FIG. 6 illustrates a block diagram of a preferred embodiment of the system for real-time CVR modification. It comprises a codec 610 with ADC 611 and DAC 612 and digital signal processor (DSP) 620. The codec 610 is interfaced to the DSP 620 through a serial interface 613. As an example, the technique is implemented for real-time processing using a DSP board “Spectrum Digital eZdsp” based on a 16-bit fixed-point processor “TI TMS320C5515”. The board has 4 MB flash memory for user program and programmable stereo audio codec “TI TLV320AIC3204”. The processor can operate up to a clock frequency of 120 MHz and has 16 MB address space with 320 KB on-chip RAM including 64 KB dual-access data RAM. Its other important features include DMA controllers, 32-bit timers, and on-chip FFT hardware accelerator supporting up to 1024-point FFT computation. The program has been written in C using “TI Code Composer Studio version 4.0”. The processor clock frequency is set at 120 MHz and only one channel of the stereo codec is used with 16-bit quantization and a sampling frequency of 10 kHz.

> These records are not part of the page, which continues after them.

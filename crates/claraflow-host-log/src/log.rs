use std::sync::{Arc, Mutex, PoisonError};

use crate::entry::LogEntry;
use crate::level::LogLevel;

/// Engine-wide log shared by all runs of one engine instance.
///
/// Cloning is cheap and every clone appends to the same buffer.
#[derive(Debug, Clone, Default)]
pub struct ExecutionLog {
  entries: Arc<Mutex<Vec<LogEntry>>>,
}

impl ExecutionLog {
  pub fn new() -> Self {
    Self::default()
  }

  /// Append an entry and emit it as a `tracing` event.
  pub fn record(&self, entry: LogEntry) {
    entry.emit();
    self.append(entry);
  }

  pub(crate) fn append(&self, entry: LogEntry) {
    self
      .entries
      .lock()
      .unwrap_or_else(PoisonError::into_inner)
      .push(entry);
  }

  pub fn log(&self, level: LogLevel, message: impl Into<String>) {
    self.record(LogEntry::new(level, message));
  }

  /// Snapshot of every entry recorded so far.
  pub fn entries(&self) -> Vec<LogEntry> {
    self
      .entries
      .lock()
      .unwrap_or_else(PoisonError::into_inner)
      .clone()
  }

  /// Entries recorded for one run.
  pub fn entries_for_run(&self, run_id: &str) -> Vec<LogEntry> {
    self
      .entries
      .lock()
      .unwrap_or_else(PoisonError::into_inner)
      .iter()
      .filter(|e| e.run_id.as_deref() == Some(run_id))
      .cloned()
      .collect()
  }

  pub fn len(&self) -> usize {
    self
      .entries
      .lock()
      .unwrap_or_else(PoisonError::into_inner)
      .len()
  }

  pub fn is_empty(&self) -> bool {
    self.len() == 0
  }

  pub fn clear(&self) {
    self
      .entries
      .lock()
      .unwrap_or_else(PoisonError::into_inner)
      .clear();
  }
}
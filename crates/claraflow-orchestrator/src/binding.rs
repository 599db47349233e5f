use std::collections::HashMap;

use claraflow_node_runtime::builtin::INPUT_NODE_TYPE;
use claraflow_workflow::Flow;
use serde_json::Value;

use crate::FlowInputs;

/// Caller-supplied values matched to `input` nodes.
#[derive(Debug, Default)]
pub(crate) struct BoundInputs {
  /// node id -> value
  pub(crate) values: HashMap<String, Value>,
  /// Keys that matched no input node.
  pub(crate) unmatched: Vec<String>,
}

/// Match each supplied key to an `input` node, by id first and then by name.
///
/// When two keys land on the same node the id-keyed value wins.
pub(crate) fn bind_inputs(flow: &Flow, inputs: &FlowInputs) -> BoundInputs {
  let mut bound = BoundInputs::default();
  let input_nodes: Vec<_> = flow
    .nodes
    .iter()
    .filter(|n| n.node_type == INPUT_NODE_TYPE)
    .collect();

  let mut by_id = Vec::new();
  for (key, value) in inputs {
    if let Some(node) = input_nodes.iter().find(|n| n.id == *key) {
      by_id.push((node.id.clone(), value.clone()));
    } else if let Some(node) = input_nodes.iter().find(|n| n.name == *key) {
      bound.values.insert(node.id.clone(), value.clone());
    } else {
      bound.unmatched.push(key.clone());
    }
  }
  bound.values.extend(by_id);

  bound
}

#[cfg(test)]
mod tests {
  use super::*;
  use serde_json::json;

  fn flow() -> Flow {
    Flow::from_value(&json!({
      "nodes": [
        { "id": "in-a", "type": "input", "name": "First" },
        { "id": "in-b", "type": "input", "name": "Second" },
        { "id": "shout", "type": "pass-through", "name": "Shout" }
      ],
      "connections": []
    }))
    .unwrap()
  }

  fn inputs(value: Value) -> FlowInputs {
    match value {
      Value::Object(map) => map,
      _ => FlowInputs::new(),
    }
  }

  #[test]
  fn test_binds_by_id_and_name() {
    let bound = bind_inputs(&flow(), &inputs(json!({ "in-a": 6, "Second": 7 })));
    assert_eq!(bound.values["in-a"], json!(6));
    assert_eq!(bound.values["in-b"], json!(7));
    assert!(bound.unmatched.is_empty());
  }

  #[test]
  fn test_id_wins_over_name() {
    let bound = bind_inputs(&flow(), &inputs(json!({ "First": "by-name", "in-a": "by-id" })));
    assert_eq!(bound.values["in-a"], json!("by-id"));
  }

  #[test]
  fn test_unmatched_and_non_input_keys() {
    let bound = bind_inputs(&flow(), &inputs(json!({ "shout": 1, "missing": 2 })));
    assert!(bound.values.is_empty());
    let mut unmatched = bound.unmatched;
    unmatched.sort();
    assert_eq!(unmatched, vec!["missing", "shout"]);
  }
}
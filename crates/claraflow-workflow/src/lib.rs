//! Claraflow Workflow
//!
//! The canonical, normalized representation of a flow. Every accepted export
//! shape is turned into a [`Flow`] by [`normalize`]; [`validate`] inspects a
//! `Flow` without executing anything.

mod flow;
mod graph;
mod normalize;
mod validate;

pub use flow::{Connection, Flow, Node, Port};
pub use graph::Graph;
pub use normalize::{DEFAULT_FLOW_ID, DEFAULT_FLOW_NAME, normalize};
pub use validate::{
  IssueCode, NodeTypeCatalog, ValidationIssue, ValidationReport, ValidationSummary, validate,
};
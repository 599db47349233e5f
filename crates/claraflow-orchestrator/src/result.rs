//! Execution result types.

use claraflow_host_log::LogEntry;
use serde::{Deserialize, Serialize};
use serde_json::Value;

/// How a node ended up in a run.
#[derive(Debug, Clone, PartialEq, Eq, Serialize, Deserialize)]
#[serde(tag = "status", rename_all = "snake_case")]
pub enum NodeStatus {
  Completed,
  Failed { kind: String, error: String },
  /// Not executed because the producer `cause` failed or was skipped.
  Skipped { cause: String },
  Cancelled,
  TimedOut,
}

/// Per-node entry of a [`RunResult`].
#[derive(Debug, Clone, PartialEq, Serialize, Deserialize)]
#[serde(rename_all = "camelCase")]
pub struct NodeOutcome {
  pub node_id: String,
  pub node_name: String,
  pub node_type: String,
  #[serde(flatten)]
  pub status: NodeStatus,
  #[serde(default, skip_serializing_if = "Option::is_none")]
  pub duration_ms: Option<u64>,
}

/// Result of a complete flow run.
#[derive(Debug, Clone, PartialEq, Serialize, Deserialize)]
#[serde(rename_all = "camelCase")]
pub struct RunResult {
  pub run_id: String,
  pub flow_id: String,
  pub flow_name: String,
  /// True when no node failed.
  pub success: bool,
  /// Outputs of completed nodes, keyed by node id and by node name. An id
  /// wins over a name that happens to be equal to it.
  pub results: serde_json::Map<String, Value>,
  /// One entry per node, in execution order.
  pub nodes: Vec<NodeOutcome>,
  pub execution_order: Vec<String>,
  pub execution_time_ms: u64,
  /// Entries logged by this run only.
  pub logs: Vec<LogEntry>,
}

impl RunResult {
  /// Output of a node, by id or name.
  pub fn output(&self, key: &str) -> Option<&Value> {
    self.results.get(key)
  }

  pub fn node(&self, node_id: &str) -> Option<&NodeOutcome> {
    self.nodes.iter().find(|n| n.node_id == node_id)
  }

  pub fn status(&self, node_id: &str) -> Option<&NodeStatus> {
    self.node(node_id).map(|n| &n.status)
  }

  pub fn failed_nodes(&self) -> impl Iterator<Item = &NodeOutcome> {
    self
      .nodes
      .iter()
      .filter(|n| matches!(n.status, NodeStatus::Failed { .. }))
  }
}
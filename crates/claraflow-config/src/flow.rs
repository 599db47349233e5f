use serde::{Deserialize, Serialize};

use crate::connection::ConnectionDef;
use crate::custom_node::CustomNodeDef;
use crate::node::NodeDef;

/// A flow as exported by the editor.
#[derive(Debug, Clone, PartialEq, Serialize, Deserialize)]
#[serde(rename_all = "camelCase")]
pub struct FlowDef {
  #[serde(default, skip_serializing_if = "Option::is_none")]
  pub id: Option<String>,
  #[serde(default, skip_serializing_if = "Option::is_none")]
  pub name: Option<String>,
  #[serde(default, skip_serializing_if = "Option::is_none")]
  pub description: Option<String>,
  pub nodes: Vec<NodeDef>,
  #[serde(default)]
  pub connections: Vec<ConnectionDef>,
  #[serde(default, skip_serializing_if = "Vec::is_empty")]
  pub custom_nodes: Vec<CustomNodeDef>,
}
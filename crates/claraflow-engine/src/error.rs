use claraflow_config::FormatError;
use claraflow_orchestrator::{RunError, RunResult};

/// Errors returned by [`FlowEngine`](crate::FlowEngine).
#[derive(Debug, thiserror::Error)]
pub enum EngineError {
  /// The document is not an accepted flow export.
  #[error("invalid flow document: {0}")]
  Format(#[from] FormatError),

  #[error(transparent)]
  Run(#[from] RunError),
}

impl EngineError {
  /// Partial result of a run cut short by its deadline or by cancellation.
  pub fn partial(&self) -> Option<&RunResult> {
    match self {
      EngineError::Run(err) => err.partial(),
      EngineError::Format(_) => None,
    }
  }
}
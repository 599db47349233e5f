use std::time::Instant;

use mlua::{
  Function, HookTriggers, Lua, LuaOptions, LuaSerdeExt, SerializeOptions, StdLib,
  Value as LuaValue, Variadic, VmState,
};

use crate::config::LuaRuntimeConfig;

/// Name of the global entry point.
pub(crate) const ENTRY_POINT: &str = "execute";

/// Error raised from the instruction hook once the deadline has passed.
pub(crate) const DEADLINE_EXCEEDED: &str = "custom node exceeded its time limit";

const BLOCKED_GLOBALS: &[&str] = &["dofile", "loadfile", "load", "require", "collectgarbage"];

/// Create a Lua state for one invocation.
///
/// `print` is routed to `tracing`; callers with a node logger replace it.
pub(crate) fn new_state(
  config: &LuaRuntimeConfig,
  sandboxed: bool,
  deadline: Instant,
) -> mlua::Result<Lua> {
  let libs = if sandboxed {
    StdLib::TABLE | StdLib::STRING | StdLib::MATH | StdLib::UTF8 | StdLib::COROUTINE
  } else {
    StdLib::ALL_SAFE
  };
  let lua = Lua::new_with(libs, LuaOptions::new())?;
  lua.set_memory_limit(config.memory_limit)?;

  lua.set_hook(
    HookTriggers::new().every_nth_instruction(config.hook_instruction_interval),
    move |_lua, _debug| {
      if Instant::now() >= deadline {
        Err(mlua::Error::runtime(DEADLINE_EXCEEDED))
      } else {
        Ok(VmState::Continue)
      }
    },
  );

  let globals = lua.globals();
  if sandboxed {
    for name in BLOCKED_GLOBALS {
      globals.raw_set(*name, LuaValue::Nil)?;
    }
  }
  let print = lua.create_function(|lua, args: Variadic<LuaValue>| {
    tracing::debug!("{}", render_message(lua, &args));
    Ok(())
  })?;
  globals.set("print", print)?;

  Ok(lua)
}

/// Run the chunk and find its entry point.
///
/// A function returned by the chunk wins over a global `execute`.
pub(crate) fn load_entry(lua: &Lua, chunk_name: &str, source: &str) -> mlua::Result<Option<Function>> {
  let returned: LuaValue = lua.load(source).set_name(chunk_name).eval()?;
  if let LuaValue::Function(entry) = returned {
    return Ok(Some(entry));
  }
  let entry: Option<Function> = lua.globals().get(ENTRY_POINT)?;
  Ok(entry)
}

/// Convert JSON into Lua. JSON `null` becomes `nil`.
pub(crate) fn to_lua(lua: &Lua, value: &serde_json::Value) -> mlua::Result<LuaValue> {
  let options = SerializeOptions::new()
    .serialize_none_to_null(false)
    .serialize_unit_to_null(false);
  lua.to_value_with(value, options)
}

/// Join values the way `print` does, with tables rendered as JSON.
pub(crate) fn render_message(lua: &Lua, values: &[LuaValue]) -> String {
  values
    .iter()
    .map(|value| match value {
      LuaValue::Nil => "nil".to_string(),
      LuaValue::Boolean(b) => b.to_string(),
      LuaValue::Integer(i) => i.to_string(),
      LuaValue::Number(n) => n.to_string(),
      LuaValue::String(s) => s.to_string_lossy().to_string(),
      other => lua
        .from_value::<serde_json::Value>(other.clone())
        .map(|json| json.to_string())
        .unwrap_or_else(|_| format!("<{}>", other.type_name())),
    })
    .collect::<Vec<_>>()
    .join(" ")
}
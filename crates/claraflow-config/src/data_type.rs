use std::fmt;

use serde::{Deserialize, Serialize};

/// Semantic type of a port.
///
/// Types other than [`DataType::Any`] are advisory: they drive validation
/// warnings but are never enforced while a flow runs. Unknown type names are
/// kept verbatim in [`DataType::Custom`] so that a round trip through the
/// engine does not lose editor-specific types such as `"image"`.
#[derive(Debug, Clone, PartialEq, Eq, Hash, Default, Serialize, Deserialize)]
#[serde(from = "String", into = "String")]
pub enum DataType {
  String,
  Number,
  Boolean,
  Object,
  Array,
  #[default]
  Any,
  Custom(String),
}

impl DataType {
  pub fn is_any(&self) -> bool {
    matches!(self, DataType::Any)
  }

  /// Whether a value produced as `self` may flow into a port typed `other`.
  pub fn is_compatible_with(&self, other: &DataType) -> bool {
    self.is_any() || other.is_any() || self == other
  }
}

impl From<String> for DataType {
  fn from(value: String) -> Self {
    match value.to_ascii_lowercase().as_str() {
      "string" | "text" => DataType::String,
      "number" | "integer" | "float" => DataType::Number,
      "boolean" | "bool" => DataType::Boolean,
      "object" => DataType::Object,
      "array" => DataType::Array,
      "any" | "" => DataType::Any,
      _ => DataType::Custom(value),
    }
  }
}

impl From<DataType> for String {
  fn from(value: DataType) -> Self {
    value.to_string()
  }
}

impl fmt::Display for DataType {
  fn fmt(&self, f: &mut fmt::Formatter<'_>) -> fmt::Result {
    match self {
      DataType::String => f.write_str("string"),
      DataType::Number => f.write_str("number"),
      DataType::Boolean => f.write_str("boolean"),
      DataType::Object => f.write_str("object"),
      DataType::Array => f.write_str("array"),
      DataType::Any => f.write_str("any"),
      DataType::Custom(name) => f.write_str(name),
    }
  }
}

#[cfg(test)]
mod tests {
  use super::*;

  #[test]
  fn test_parse_known_types() {
    assert_eq!(DataType::from("String".to_string()), DataType::String);
    assert_eq!(DataType::from("integer".to_string()), DataType::Number);
    assert_eq!(DataType::from("any".to_string()), DataType::Any);
  }

  #[test]
  fn test_custom_type_round_trips() {
    let parsed: DataType = serde_json::from_str("\"image\"").unwrap();
    assert_eq!(parsed, DataType::Custom("image".to_string()));
    assert_eq!(serde_json::to_string(&parsed).unwrap(), "\"image\"");
  }

  #[test]
  fn test_compatibility() {
    assert!(DataType::Any.is_compatible_with(&DataType::Number));
    assert!(DataType::String.is_compatible_with(&DataType::Any));
    assert!(DataType::Number.is_compatible_with(&DataType::Number));
    assert!(!DataType::Number.is_compatible_with(&DataType::String));
  }
}
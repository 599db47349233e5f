use claraflow_host_log::{LogLevel, NodeLogger, RunLog};
use tokio_util::sync::CancellationToken;

/// Per-invocation context handed to a [`NodeExecutor`](crate::NodeExecutor).
///
/// Contexts are created fresh for every node call and must not be kept past
/// it. Cloning shares the logger and the cancellation signal.
#[derive(Debug, Clone)]
pub struct NodeContext {
  logger: NodeLogger,
  cancel: CancellationToken,
  sandboxed: bool,
}

impl NodeContext {
  pub fn new(logger: NodeLogger, cancel: CancellationToken, sandboxed: bool) -> Self {
    Self {
      logger,
      cancel,
      sandboxed,
    }
  }

  /// Context outside of any run, for calling an executor directly.
  pub fn detached(node_id: impl Into<String>) -> Self {
    let run = RunLog::detached("detached", "detached");
    Self::new(run.node(node_id), CancellationToken::new(), true)
  }

  pub fn node_id(&self) -> &str {
    self.logger.node_id()
  }

  pub fn run_id(&self) -> &str {
    self.logger.run_id()
  }

  pub fn flow_id(&self) -> &str {
    self.logger.flow_id()
  }

  /// Whether custom code must run with the restricted standard library.
  pub fn sandboxed(&self) -> bool {
    self.sandboxed
  }

  pub fn is_cancelled(&self) -> bool {
    self.cancel.is_cancelled()
  }

  pub fn cancel_token(&self) -> &CancellationToken {
    &self.cancel
  }

  pub fn logger(&self) -> &NodeLogger {
    &self.logger
  }

  pub fn log(&self, level: LogLevel, message: impl Into<String>) {
    self.logger.log(level, message);
  }

  pub fn debug(&self, message: impl Into<String>) {
    self.logger.debug(message);
  }

  pub fn info(&self, message: impl Into<String>) {
    self.logger.info(message);
  }

  pub fn warn(&self, message: impl Into<String>) {
    self.logger.warn(message);
  }

  pub fn error(&self, message: impl Into<String>) {
    self.logger.error(message);
  }
}
use std::sync::Arc;

use async_trait::async_trait;
use claraflow_config::CustomNodeDef;
use serde_json::Value;

use crate::context::NodeContext;
use crate::error::{CompilationError, NodeError};

/// Values keyed by port id.
pub type PortValues = serde_json::Map<String, Value>;

/// The calling contract for every node type.
///
/// `inputs` maps input port ids to the values produced upstream.
/// `properties` is the node's configuration. The returned value is usually an
/// object keyed by output port id; anything else is handed downstream whole.
#[async_trait]
pub trait NodeExecutor: Send + Sync {
  async fn execute(
    &self,
    inputs: PortValues,
    properties: PortValues,
    ctx: NodeContext,
  ) -> Result<Value, NodeError>;
}

/// Turns a custom node definition into an executor.
///
/// Called at most once per registered type; the result, success or failure,
/// is cached by the registry.
pub trait CustomNodeCompiler: Send + Sync {
  fn compile(&self, definition: &CustomNodeDef) -> Result<Arc<dyn NodeExecutor>, CompilationError>;
}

The data transfer and buffering operations are interrupt driven and are devised for an efficient realization of the processing with analysis frame of 6 ms and frame shift of 1 ms. As shown in FIG. 6, the input-output operations are handled using two DMA channels and two cyclic buffers, comprising input cyclic buffer 630 and output cyclic buffer 640 having 7 and 2 data blocks, respectively. The size of each of these blocks is S samples, with S set as 10 samples corresponding to frame shift 1 ms for fs of 10 kHz. DMA channel-2 reads the input samples from ADC 611 into the current input data block 631 of the input cyclic buffer 630 and DMA channel-0 writes the processed samples from the current output data block 642 of the output cyclic buffer 640 to DAC 612. Cyclically incremented pointers keep track of current input data block 631, just-filled input data block 632, current output data block 642, and write-to output data block 641. In the signal processing block 140 for CVR modification, 512-sample buffer initialized with zero values is used as the input buffer. When the current input data block gets filled, DMA interrupt is generated. At each interrupt, the samples in the six blocks of the input cyclic buffer 630 are transferred to the input data buffer, and the processed S samples are transferred to the write-to data block 641 of the output cyclic buffer 640, and the cyclic pointers are updated.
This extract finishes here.